* [Instructions to follow]:
In the data that follows, count the lines where "characters" appears, and write only the number.

* [Extracted entries]:
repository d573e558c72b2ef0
//! Email address type.

use core::fmt;

use serde::{Deserialize, Serialize};

/// Errors that can occur when parsing an [`Email`].
#[derive(thiserror::Error, Debug, Clone, PartialEq, Eq)]
pub enum EmailError {
    /// The input string is empty.
    #[error("email cannot be empty")]
    Empty,
    /// The input string is too long.
    #[error("email must be at most {max} characters")]
    TooLong {
        /// Maximum allowed length.
        max: usize,
    },
    /// The input does not contain an @ symbol.
    #[error("email must contain an @ symbol")]
    MissingAtSymbol,
    /// The input contains more than one @ symbol.
    #[error("email must contain exactly one @ symbol")]
    MultipleAtSymbols,
    /// The input contains whitespace between its first and last character.
    #[error("email cannot contain whitespace")]
    ContainsWhitespace,
    /// The local part (before @) is empty.
    #[error("email local part cannot be empty")]
    EmptyLocalPart,
    /// The domain part (after @) is empty.
    #[error("email domain cannot be empty")]
    EmptyDomain,
}

/// An email address.
///
/// Shoppers sign in and check out with an email address. The check is
/// structural only, roughly what a browser `type="email"` input enforces.
///
/// ## Constraints
///
/// - Surrounding whitespace is trimmed before validation
/// - Length: 1-254 characters (RFC 5321 limit)
/// - Exactly one @ symbol, no inner whitespace
/// - Local part (before @) and domain (after @) must not be empty
///
/// ## Examples
///
/// ```
/// use premium_tech_core::Email;
///
/// assert!(Email::parse("shopper@example.com").is_ok());
/// assert!(Email::parse("  padded@example.com ").is_ok());
///
/// assert!(Email::parse("").is_err());
/// assert!(Email::parse("no-at-symbol").is_err());
/// assert!(Email::parse("two@@example.com").is_err());
/// ```
#[derive(Debug, Clone, Serialize, Deserialize, PartialEq, Eq, Hash)]
#[serde(try_from = "String", into = "String")]
pub struct Email(String);

impl Email {
    /// Maximum length of an email address (RFC 5321).
    pub const MAX_LENGTH: usize = 254;

    /// Parse an `Email` from a string.
    ///
    /// # Errors
    ///
    /// Returns an error if the trimmed input is empty, too long, contains
    /// whitespace, or does not split into a non-empty local part and domain
    /// around a single @ symbol.
    pub fn parse(s: &str) -> Result<Self, EmailError> {
        let s = s.trim();
        if s.is_empty() {
            return Err(EmailError::Empty);
        }

        if s.len() > Self::MAX_LENGTH {
            return Err(EmailError::TooLong {
                max: Self::MAX_LENGTH,
            });
        }

        if s.chars().any(char::is_whitespace) {
            return Err(EmailError::ContainsWhitespace);
        }

        let (local, domain) = s.split_once('@').ok_or(EmailError::MissingAtSymbol)?;

        if domain.contains('@') {
            return Err(EmailError::MultipleAtSymbols);
        }
        if local.is_empty() {
            return Err(EmailError::EmptyLocalPart);
        }
        if domain.is_empty() {
            return Err(EmailError::EmptyDomain);
        }

        Ok(Self(s.to_owned()))
    }

    /// Returns the email address as a string slice.
    #[must_use]
    pub fn as_str(&self) -> &str {
        &self.0
    }

    /// Consumes the `Email` and returns its inner string.
    #[must_use]
    pub fn into_inner(self) -> String {
        self.0
    }

    /// Returns the local part of the email (before the @).
    #[must_use]
    pub fn local_part(&self) -> &str {
        self.0.split('@').next().unwrap_or("")
    }

    /// Returns the domain part of the email (after the @).
    #[must_use]
    pub fn domain(&self) -> &str {
        self.0.split('@').nth(1).unwrap_or("")
    }
}

impl fmt::Display for Email {
    fn fmt(&self, f: &mut fmt::Formatter<'_>) -> fmt::Result {
        write!(f, "{}", self.0)
    }
}

impl std::str::FromStr for Email {
    type Err = EmailError;

    fn from_str(s: &str) -> Result<Self, Self::Err> {
        Self::parse(s)
    }
}

impl TryFrom<String> for Email {
    type Error = EmailError;

    fn try_from(value: String) -> Result<Self, Self::Error> {
        Self::parse(&value)
    }
}

impl From<Email> for String {
    fn from(email: Email) -> Self {
        email.0
    }
}

impl AsRef<str> for Email {
    fn as_ref(&self) -> &str {
        &self.0
    }
}
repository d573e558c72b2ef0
//! HTTP middleware stack for storefront.
//!
//! # Middleware Order (bottom to top in Router)
//!
//! 1. Sentry layer (capture errors)
//! 2. `TraceLayer` (request tracing)
//! 3. Request ID (add unique ID to each request)
//! 4. Security headers (nosniff, frame denial, no caching)
//!
//! The bundle extractors are not layers: handlers ask for them by type.

pub mod bundle;
pub mod request_id;
pub mod security_headers;

pub use bundle::{IncomingBundle, RequireShopper};
pub use request_id::request_id_middleware;
pub use security_headers::security_headers_middleware;
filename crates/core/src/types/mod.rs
//! Core value types for the storefront.
//!
//! This module provides type-safe wrappers for common domain concepts.

pub mod email;
pub mod id;
pub mod identity;
pub mod price;

pub use email::{Email, EmailError};
pub use id::ProductId;
pub use identity::{Identity, IdentityError};
pub use price::{CurrencyCode, Price};
//! Shopper-facing notifications ("toasts").
//!
//! Pages raise notifications through a [`NotificationSink`] and never wait
//! on them; how they reach the shopper is up to the sink.

use serde::{Deserialize, Serialize};

use crate::catalog::CatalogItem;

/// A short message shown to the shopper.
#[derive(Debug, Clone, PartialEq, Eq, Serialize, Deserialize)]
pub struct Notification {
    pub title: String,
    pub description: String,
}

impl Notification {
    #[must_use]
    pub fn new(title: impl Into<String>, description: impl Into<String>) -> Self {
        Self {
            title: title.into(),
            description: description.into(),
        }
    }

    #[must_use]
    pub fn added_to_cart(item: &CatalogItem) -> Self {
        Self::new(
            "Added to Cart",
            format!("{} has been added to your cart", item.name),
        )
    }

    #[must_use]
    pub fn removed_from_cart() -> Self {
        Self::new("Removed from Cart", "Item has been removed from your cart")
    }

    #[must_use]
    pub fn added_to_wishlist(item: &CatalogItem) -> Self {
        Self::new(
            "Added to Wishlist",
            format!("{} has been added to your wishlist", item.name),
        )
    }

    #[must_use]
    pub fn removed_from_wishlist() -> Self {
        Self::new(
            "Removed from Wishlist",
            "Item has been removed from your wishlist",
        )
    }

    #[must_use]
    pub fn signed_in() -> Self {
        Self::new("Welcome back!", "Redirecting to the shop...")
    }

    #[must_use]
    pub fn account_created() -> Self {
        Self::new("Account created successfully!", "Redirecting to the shop...")
    }

    #[must_use]
    pub fn order_placed() -> Self {
        Self::new(
            "Order Placed Successfully",
            "Thank you for your purchase! You will receive a confirmation email shortly.",
        )
    }
}

/// Fire-and-forget receiver of notifications.
pub trait NotificationSink {
    fn notify(&mut self, notification: Notification);
}

/// Collects notifications in order, e.g. to attach them to a response.
impl NotificationSink for Vec<Notification> {
    fn notify(&mut self, notification: Notification) {
        self.push(notification);
    }
}
//! Premium Tech Core - the storefront's state model.
//!
//! This crate holds everything about a shopper's visit that is not
//! presentation: the catalog, the cart and wishlist, the bundle of state
//! carried from page to page, and the checkout flow.
//!
//! # Architecture
//!
//! The core crate contains only types and pure functions - no I/O, no HTTP,
//! no clocks. Collections are never mutated in place; every operation
//! returns a new value, so state already handed to another page is frozen.
//!
//! # Modules
//!
//! - [`types`] - Newtype wrappers for ids, prices, emails and identities
//! - [`catalog`] - The read-only product and offer list
//! - [`cart`] / [`wishlist`] - Item collections and their operations
//! - [`navigation`] - Routes, bundles and the [`Shopper`] state object
//! - [`checkout`] - Checkout form validation and phases
//! - [`notification`] - Shopper-facing messages

#![cfg_attr(not(test), forbid(unsafe_code))]

pub mod cart;
pub mod catalog;
pub mod checkout;
pub mod navigation;
pub mod notification;
pub mod types;
pub mod wishlist;

pub use cart::{Cart, CartEntry};
pub use catalog::{Catalog, CatalogError, CatalogItem, Offer};
pub use checkout::{
    CheckoutForm, CheckoutPhase, CheckoutReceipt, CheckoutSession, FieldError, FieldProblem,
    FormErrors, OrderSummary, Rejected,
};
pub use navigation::{
    Arrival, CartAddition, Navigation, NavigationBundle, NavigationError, Route, Shopper,
};
pub use notification::{Notification, NotificationSink};
pub use types::*;
pub use wishlist::Wishlist;
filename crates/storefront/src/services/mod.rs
//! Business logic services.

pub mod auth;
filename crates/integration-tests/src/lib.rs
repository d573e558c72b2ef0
//! End-to-end tests for the Premium Tech storefront.
//!
//! # Running Tests
//!
//! ```bash
//! cargo test -p premium-tech-integration-tests
//! ```
//!
//! Each test spawns its own storefront on an ephemeral port with the sign-in
//! delay switched off, and drives it over real HTTP. Redirects are not
//! followed automatically so that every hop of a navigation can be checked.

use std::time::Duration;

use premium_tech_core::{Catalog, NavigationBundle};
use premium_tech_storefront::config::StorefrontConfig;
use premium_tech_storefront::state::AppState;
use premium_tech_storefront::toast::NOTIFICATION_HEADER;
use premium_tech_storefront::{app, token};
use reqwest::{Client, Response, StatusCode, header::LOCATION, redirect::Policy};
use serde_json::Value;
use tokio::net::TcpListener;

/// A storefront running in the background of a test.
pub struct TestServer {
    base_url: String,
    client: Client,
    catalog: Catalog,
}

impl TestServer {
    /// Start a storefront serving the built-in catalog.
    ///
    /// # Panics
    ///
    /// Panics if no local port can be bound.
    pub async fn spawn() -> Self {
        let config = StorefrontConfig {
            port: 0,
            auth_delay: Duration::ZERO,
            ..StorefrontConfig::default()
        };
        let catalog = Catalog::builtin();
        let state = AppState::with_catalog(config, catalog.clone());

        let listener = TcpListener::bind("127.0.0.1:0")
            .await
            .expect("Failed to bind test listener");
        let addr = listener.local_addr().expect("Listener has no address");

        tokio::spawn(async move {
            axum::serve(listener, app(state))
                .await
                .expect("Test server error");
        });

        let client = Client::builder()
            .redirect(Policy::none())
            .build()
            .expect("Failed to create HTTP client");

        Self {
            base_url: format!("http://{addr}"),
            client,
            catalog,
        }
    }

    /// Absolute URL for a path (which may carry a query).
    #[must_use]
    pub fn url(&self, path: &str) -> String {
        format!("{}{path}", self.base_url)
    }

    /// GET a path.
    ///
    /// # Panics
    ///
    /// Panics if the request cannot be sent.
    pub async fn get(&self, path: &str) -> Response {
        self.client
            .get(self.url(path))
            .send()
            .await
            .expect("GET failed")
    }

    /// POST a form to a path.
    ///
    /// # Panics
    ///
    /// Panics if the request cannot be sent.
    pub async fn post_form(&self, path: &str, form: &[(&str, &str)]) -> Response {
        self.client
            .post(self.url(path))
            .form(form)
            .send()
            .await
            .expect("POST failed")
    }

    /// GET a page and return its JSON view.
    ///
    /// # Panics
    ///
    /// Panics unless the page answers 200 with JSON.
    pub async fn view(&self, path: &str) -> Value {
        let response = self.get(path).await;
        assert_eq!(response.status(), StatusCode::OK, "GET {path}");
        response.json().await.expect("View is not JSON")
    }

    /// Sign in and return the shop URL the storefront redirects to.
    ///
    /// # Panics
    ///
    /// Panics unless sign-in redirects.
    pub async fn sign_in(&self, email: &str) -> String {
        let response = self
            .post_form("/", &[("email", email), ("password", "correct horse")])
            .await;
        assert_eq!(response.status(), StatusCode::SEE_OTHER);
        location(&response)
    }

    /// Decode the bundle carried by a location.
    #[must_use]
    pub fn bundle_at(&self, location: &str) -> NavigationBundle {
        let Some((_, encoded)) = location.split_once("?state=") else {
            return NavigationBundle::empty();
        };
        let raw = urlencoding::decode(encoded).expect("State token is not UTF-8");
        token::decode(&raw, &self.catalog).expect("Location carries an invalid token")
    }
}

/// The `Location` of a redirect.
///
/// # Panics
///
/// Panics if the response has no valid `Location` header.
#[must_use]
pub fn location(response: &Response) -> String {
    response
        .headers()
        .get(LOCATION)
        .and_then(|value| value.to_str().ok())
        .expect("Response is not a redirect")
        .to_owned()
}

/// Notifications attached to a response.
///
/// # Panics
///
/// Panics if a notification header is not JSON.
#[must_use]
pub fn notifications(response: &Response) -> Vec<Value> {
    response
        .headers()
        .get_all(NOTIFICATION_HEADER)
        .iter()
        .map(|value| serde_json::from_slice(value.as_bytes()).expect("Notification is not JSON"))
        .collect()
}
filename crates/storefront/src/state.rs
//! Application state shared across handlers.
//!
//! Only read-only things live here. Shopper state never does: it travels
//! with each request in the bundle token.

use std::sync::Arc;

use premium_tech_core::{Catalog, CatalogError, NavigationBundle};

use crate::config::StorefrontConfig;
use crate::token;

/// Error building the application state.
#[derive(Debug, thiserror::Error)]
pub enum StateError {
    #[error("failed to read catalog file {path}: {source}")]
    CatalogFile {
        path: String,
        source: std::io::Error,
    },
    #[error("invalid catalog: {0}")]
    Catalog(#[from] CatalogError),
}

/// Application state shared across all handlers.
///
/// This struct is cheaply cloneable via `Arc`.
#[derive(Clone)]
pub struct AppState {
    inner: Arc<AppStateInner>,
}

struct AppStateInner {
    config: StorefrontConfig,
    catalog: Catalog,
}

impl AppState {
    /// Create the application state, loading the catalog named in the
    /// configuration or falling back to the built-in one.
    ///
    /// # Errors
    ///
    /// Returns an error if the catalog file cannot be read or is invalid.
    pub fn new(config: StorefrontConfig) -> Result<Self, StateError> {
        let catalog = match &config.catalog_path {
            Some(path) => {
                let json = std::fs::read_to_string(path).map_err(|source| {
                    StateError::CatalogFile {
                        path: path.display().to_string(),
                        source,
                    }
                })?;
                Catalog::from_json(&json)?
            }
            None => Catalog::builtin(),
        };
        Ok(Self::with_catalog(config, catalog))
    }

    /// Create the application state around an already loaded catalog.
    #[must_use]
    pub fn with_catalog(config: StorefrontConfig, catalog: Catalog) -> Self {
        Self {
            inner: Arc::new(AppStateInner { config, catalog }),
        }
    }

    /// Get a reference to the storefront configuration.
    #[must_use]
    pub fn config(&self) -> &StorefrontConfig {
        &self.inner.config
    }

    /// Get a reference to the catalog.
    #[must_use]
    pub fn catalog(&self) -> &Catalog {
        &self.inner.catalog
    }

    /// Decode a request's bundle token against the catalog.
    ///
    /// A missing token is an empty bundle. So is an unreadable one, after a
    /// warning: the page guards then redirect somewhere safe.
    #[must_use]
    pub fn decode_bundle(&self, token: Option<&str>) -> NavigationBundle {
        let Some(token) = token.filter(|token| !token.is_empty()) else {
            return NavigationBundle::empty();
        };
        token::decode(token, self.catalog()).unwrap_or_else(|e| {
            tracing::warn!(error = %e, "Discarding unreadable state token");
            NavigationBundle::empty()
        })
    }
}
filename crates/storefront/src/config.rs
//! Storefront configuration loaded from environment variables.
//!
//! # Environment Variables
//!
//! All variables are optional.
//!
//! - `STOREFRONT_HOST` - Bind address (default: 127.0.0.1)
//! - `STOREFRONT_PORT` - Listen port (default: 3000)
//! - `STOREFRONT_AUTH_DELAY_MS` - Simulated sign-in delay (default: 1500)
//! - `STOREFRONT_CATALOG_PATH` - JSON catalog to serve instead of the built-in one
//! - `STOREFRONT_LOG_FORMAT` - `pretty` or `json` (default: pretty)
//! - `SENTRY_DSN` - Sentry error tracking DSN
//! - `SENTRY_ENVIRONMENT` - Sentry environment name

use std::net::{IpAddr, SocketAddr};
use std::path::PathBuf;
use std::str::FromStr;
use std::time::Duration;

use thiserror::Error;

const DEFAULT_AUTH_DELAY_MS: u64 = 1500;

/// Configuration errors that can occur during loading.
#[derive(Debug, Error)]
pub enum ConfigError {
    #[error("Invalid environment variable {0}: {1}")]
    InvalidEnvVar(String, String),
}

/// Log output format.
#[derive(Debug, Clone, Copy, PartialEq, Eq, Default)]
pub enum LogFormat {
    #[default]
    Pretty,
    Json,
}

impl FromStr for LogFormat {
    type Err = String;

    fn from_str(s: &str) -> Result<Self, Self::Err> {
        match s.trim().to_ascii_lowercase().as_str() {
            "pretty" | "text" => Ok(Self::Pretty),
            "json" => Ok(Self::Json),
            other => Err(format!("unknown log format '{other}' (expected pretty or json)")),
        }
    }
}

/// Storefront application configuration.
#[derive(Debug, Clone)]
pub struct StorefrontConfig {
    /// IP address to bind the server to
    pub host: IpAddr,
    /// Port to listen on
    pub port: u16,
    /// How long sign-in pretends to talk to a server
    pub auth_delay: Duration,
    /// Optional JSON catalog replacing the built-in assortment
    pub catalog_path: Option<PathBuf>,
    /// Log output format
    pub log_format: LogFormat,
    /// Sentry DSN for error tracking
    pub sentry_dsn: Option<String>,
    /// Sentry environment name
    pub sentry_environment: Option<String>,
}

impl Default for StorefrontConfig {
    fn default() -> Self {
        Self {
            host: IpAddr::from([127, 0, 0, 1]),
            port: 3000,
            auth_delay: Duration::from_millis(DEFAULT_AUTH_DELAY_MS),
            catalog_path: None,
            log_format: LogFormat::Pretty,
            sentry_dsn: None,
            sentry_environment: None,
        }
    }
}

impl StorefrontConfig {
    /// Load configuration from environment variables.
    ///
    /// Calls `dotenvy::dotenv()` to load from `.env` file if present.
    ///
    /// # Errors
    ///
    /// Returns `ConfigError` if a variable is set to an unparseable value.
    pub fn from_env() -> Result<Self, ConfigError> {
        // Load .env file if present (ignore errors if not found)
        let _ = dotenvy::dotenv();
        Self::from_vars(|key| std::env::var(key).ok())
    }

    /// Build configuration from a variable lookup.
    ///
    /// # Errors
    ///
    /// Returns `ConfigError` if a variable is set to an unparseable value.
    pub fn from_vars(lookup: impl Fn(&str) -> Option<String>) -> Result<Self, ConfigError> {
        let defaults = Self::default();

        let host = parse_or(&lookup, "STOREFRONT_HOST", defaults.host)?;
        let port = parse_or(&lookup, "STOREFRONT_PORT", defaults.port)?;
        let auth_delay = parse_or(&lookup, "STOREFRONT_AUTH_DELAY_MS", DEFAULT_AUTH_DELAY_MS)
            .map(Duration::from_millis)?;
        let log_format = parse_or(&lookup, "STOREFRONT_LOG_FORMAT", defaults.log_format)?;
        let catalog_path = non_empty(&lookup, "STOREFRONT_CATALOG_PATH").map(PathBuf::from);

        Ok(Self {
            host,
            port,
            auth_delay,
            catalog_path,
            log_format,
            sentry_dsn: non_empty(&lookup, "SENTRY_DSN"),
            sentry_environment: non_empty(&lookup, "SENTRY_ENVIRONMENT"),
        })
    }

    /// Returns the socket address for binding the server.
    #[must_use]
    pub const fn socket_addr(&self) -> SocketAddr {
        SocketAddr::new(self.host, self.port)
    }
}

// =============================================================================
// Helper Functions
// =============================================================================

/// Get a variable, treating blank values as unset.
fn non_empty(lookup: &impl Fn(&str) -> Option<String>, key: &str) -> Option<String> {
    lookup(key).filter(|value| !value.trim().is_empty())
}

/// Parse a variable, falling back to `default` when unset.
fn parse_or<T>(
    lookup: &impl Fn(&str) -> Option<String>,
    key: &str,
    default: T,
) -> Result<T, ConfigError>
where
    T: FromStr,
    T::Err: std::fmt::Display,
{
    non_empty(lookup, key).map_or(Ok(default), |value| {
        value
            .trim()
            .parse::<T>()
            .map_err(|e| ConfigError::InvalidEnvVar(key.to_string(), e.to_string()))
    })
}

* [Result for this task]:
2